--- Task material Enclosed Below ---
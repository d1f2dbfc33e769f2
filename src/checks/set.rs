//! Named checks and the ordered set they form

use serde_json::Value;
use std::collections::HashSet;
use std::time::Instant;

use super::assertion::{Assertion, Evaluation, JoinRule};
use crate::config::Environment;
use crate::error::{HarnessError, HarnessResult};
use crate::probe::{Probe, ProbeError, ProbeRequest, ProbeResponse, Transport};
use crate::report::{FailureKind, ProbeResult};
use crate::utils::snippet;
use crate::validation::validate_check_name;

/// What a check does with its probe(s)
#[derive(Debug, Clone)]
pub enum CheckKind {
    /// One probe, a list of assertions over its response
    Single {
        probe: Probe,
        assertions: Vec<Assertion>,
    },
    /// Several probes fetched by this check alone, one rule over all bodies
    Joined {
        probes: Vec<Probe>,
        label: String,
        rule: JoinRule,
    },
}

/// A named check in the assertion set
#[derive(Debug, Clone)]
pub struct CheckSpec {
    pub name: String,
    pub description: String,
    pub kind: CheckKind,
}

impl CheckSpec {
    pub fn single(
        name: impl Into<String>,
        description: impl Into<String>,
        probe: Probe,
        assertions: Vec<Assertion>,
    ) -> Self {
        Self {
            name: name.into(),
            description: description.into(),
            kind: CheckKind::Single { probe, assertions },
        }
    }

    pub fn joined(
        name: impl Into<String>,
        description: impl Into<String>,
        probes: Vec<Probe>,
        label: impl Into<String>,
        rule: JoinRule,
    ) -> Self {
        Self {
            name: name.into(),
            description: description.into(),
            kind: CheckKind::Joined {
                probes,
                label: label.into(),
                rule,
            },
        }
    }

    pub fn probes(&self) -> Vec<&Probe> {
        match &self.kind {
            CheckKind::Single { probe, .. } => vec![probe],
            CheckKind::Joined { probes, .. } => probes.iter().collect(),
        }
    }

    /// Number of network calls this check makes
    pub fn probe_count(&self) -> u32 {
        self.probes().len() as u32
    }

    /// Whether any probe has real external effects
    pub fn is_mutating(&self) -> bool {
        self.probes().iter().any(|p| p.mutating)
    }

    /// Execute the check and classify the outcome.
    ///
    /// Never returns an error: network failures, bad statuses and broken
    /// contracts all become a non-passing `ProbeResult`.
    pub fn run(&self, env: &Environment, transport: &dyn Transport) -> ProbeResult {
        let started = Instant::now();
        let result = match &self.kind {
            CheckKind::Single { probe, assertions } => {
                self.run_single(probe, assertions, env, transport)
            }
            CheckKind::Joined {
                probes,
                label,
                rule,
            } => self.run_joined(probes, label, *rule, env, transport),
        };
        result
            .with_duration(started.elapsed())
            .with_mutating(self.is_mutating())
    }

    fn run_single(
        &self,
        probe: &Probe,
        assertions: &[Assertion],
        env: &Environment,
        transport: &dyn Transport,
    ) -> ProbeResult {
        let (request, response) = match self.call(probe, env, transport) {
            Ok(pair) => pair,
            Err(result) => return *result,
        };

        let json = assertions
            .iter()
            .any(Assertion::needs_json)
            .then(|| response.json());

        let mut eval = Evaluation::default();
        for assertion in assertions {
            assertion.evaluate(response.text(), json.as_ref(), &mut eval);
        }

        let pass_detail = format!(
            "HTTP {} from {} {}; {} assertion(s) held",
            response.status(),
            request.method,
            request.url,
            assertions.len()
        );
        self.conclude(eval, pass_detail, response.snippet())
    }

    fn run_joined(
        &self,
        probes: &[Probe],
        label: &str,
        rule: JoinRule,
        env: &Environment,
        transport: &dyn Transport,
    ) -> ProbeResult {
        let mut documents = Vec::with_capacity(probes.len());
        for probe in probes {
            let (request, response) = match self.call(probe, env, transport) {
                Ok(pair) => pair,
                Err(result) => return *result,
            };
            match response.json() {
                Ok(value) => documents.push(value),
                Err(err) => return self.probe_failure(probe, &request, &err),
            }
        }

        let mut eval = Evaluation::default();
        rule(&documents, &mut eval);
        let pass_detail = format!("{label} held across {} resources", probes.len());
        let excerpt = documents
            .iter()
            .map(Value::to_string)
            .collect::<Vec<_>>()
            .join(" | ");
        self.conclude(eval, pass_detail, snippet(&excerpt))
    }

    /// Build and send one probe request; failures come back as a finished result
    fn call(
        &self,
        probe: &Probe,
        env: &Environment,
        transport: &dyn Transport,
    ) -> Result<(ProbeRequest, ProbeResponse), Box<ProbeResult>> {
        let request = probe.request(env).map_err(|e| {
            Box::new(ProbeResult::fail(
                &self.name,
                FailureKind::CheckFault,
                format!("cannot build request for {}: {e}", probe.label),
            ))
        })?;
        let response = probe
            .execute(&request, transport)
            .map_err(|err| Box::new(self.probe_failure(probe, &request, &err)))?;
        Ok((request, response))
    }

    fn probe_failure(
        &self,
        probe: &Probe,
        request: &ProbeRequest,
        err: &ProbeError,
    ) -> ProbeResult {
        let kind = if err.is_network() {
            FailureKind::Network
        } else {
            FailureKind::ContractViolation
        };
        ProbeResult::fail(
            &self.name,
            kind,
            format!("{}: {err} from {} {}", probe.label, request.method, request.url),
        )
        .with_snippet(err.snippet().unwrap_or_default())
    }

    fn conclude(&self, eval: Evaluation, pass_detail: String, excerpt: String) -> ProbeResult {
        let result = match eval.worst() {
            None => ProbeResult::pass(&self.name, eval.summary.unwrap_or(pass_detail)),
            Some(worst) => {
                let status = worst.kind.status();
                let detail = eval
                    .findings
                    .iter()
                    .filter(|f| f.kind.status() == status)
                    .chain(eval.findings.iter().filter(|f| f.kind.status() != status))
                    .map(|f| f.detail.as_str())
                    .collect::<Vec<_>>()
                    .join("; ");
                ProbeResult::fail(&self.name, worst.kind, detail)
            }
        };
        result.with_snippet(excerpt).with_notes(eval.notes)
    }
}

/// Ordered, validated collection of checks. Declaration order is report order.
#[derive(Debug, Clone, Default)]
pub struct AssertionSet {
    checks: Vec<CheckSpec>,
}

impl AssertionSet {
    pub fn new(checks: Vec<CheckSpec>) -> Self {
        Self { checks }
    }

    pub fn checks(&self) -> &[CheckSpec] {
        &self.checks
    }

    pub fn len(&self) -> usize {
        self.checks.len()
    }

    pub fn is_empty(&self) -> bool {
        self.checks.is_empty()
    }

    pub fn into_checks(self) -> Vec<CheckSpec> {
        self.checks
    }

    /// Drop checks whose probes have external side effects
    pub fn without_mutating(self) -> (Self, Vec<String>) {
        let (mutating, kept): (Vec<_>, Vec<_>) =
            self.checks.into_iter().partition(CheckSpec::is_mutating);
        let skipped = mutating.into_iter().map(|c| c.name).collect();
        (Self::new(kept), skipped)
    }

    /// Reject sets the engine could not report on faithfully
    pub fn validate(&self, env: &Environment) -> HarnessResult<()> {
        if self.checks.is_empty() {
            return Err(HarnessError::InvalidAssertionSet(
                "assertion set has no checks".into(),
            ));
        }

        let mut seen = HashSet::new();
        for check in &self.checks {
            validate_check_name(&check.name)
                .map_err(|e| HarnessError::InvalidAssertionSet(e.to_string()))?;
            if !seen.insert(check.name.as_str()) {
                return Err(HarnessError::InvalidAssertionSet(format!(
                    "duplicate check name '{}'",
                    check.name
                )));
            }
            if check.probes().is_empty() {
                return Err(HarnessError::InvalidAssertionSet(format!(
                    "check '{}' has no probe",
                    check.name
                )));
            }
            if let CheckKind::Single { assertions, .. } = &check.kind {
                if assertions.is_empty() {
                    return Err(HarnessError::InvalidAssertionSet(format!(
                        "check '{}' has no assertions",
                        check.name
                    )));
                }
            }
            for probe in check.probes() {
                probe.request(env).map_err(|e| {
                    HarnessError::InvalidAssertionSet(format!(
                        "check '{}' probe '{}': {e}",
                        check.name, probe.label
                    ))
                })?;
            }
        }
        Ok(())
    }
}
--- End of Enclosed Task material ---
• Task statement
What is the number of lines in the records that contain "from"? Answer with it alone.

• Answer section
2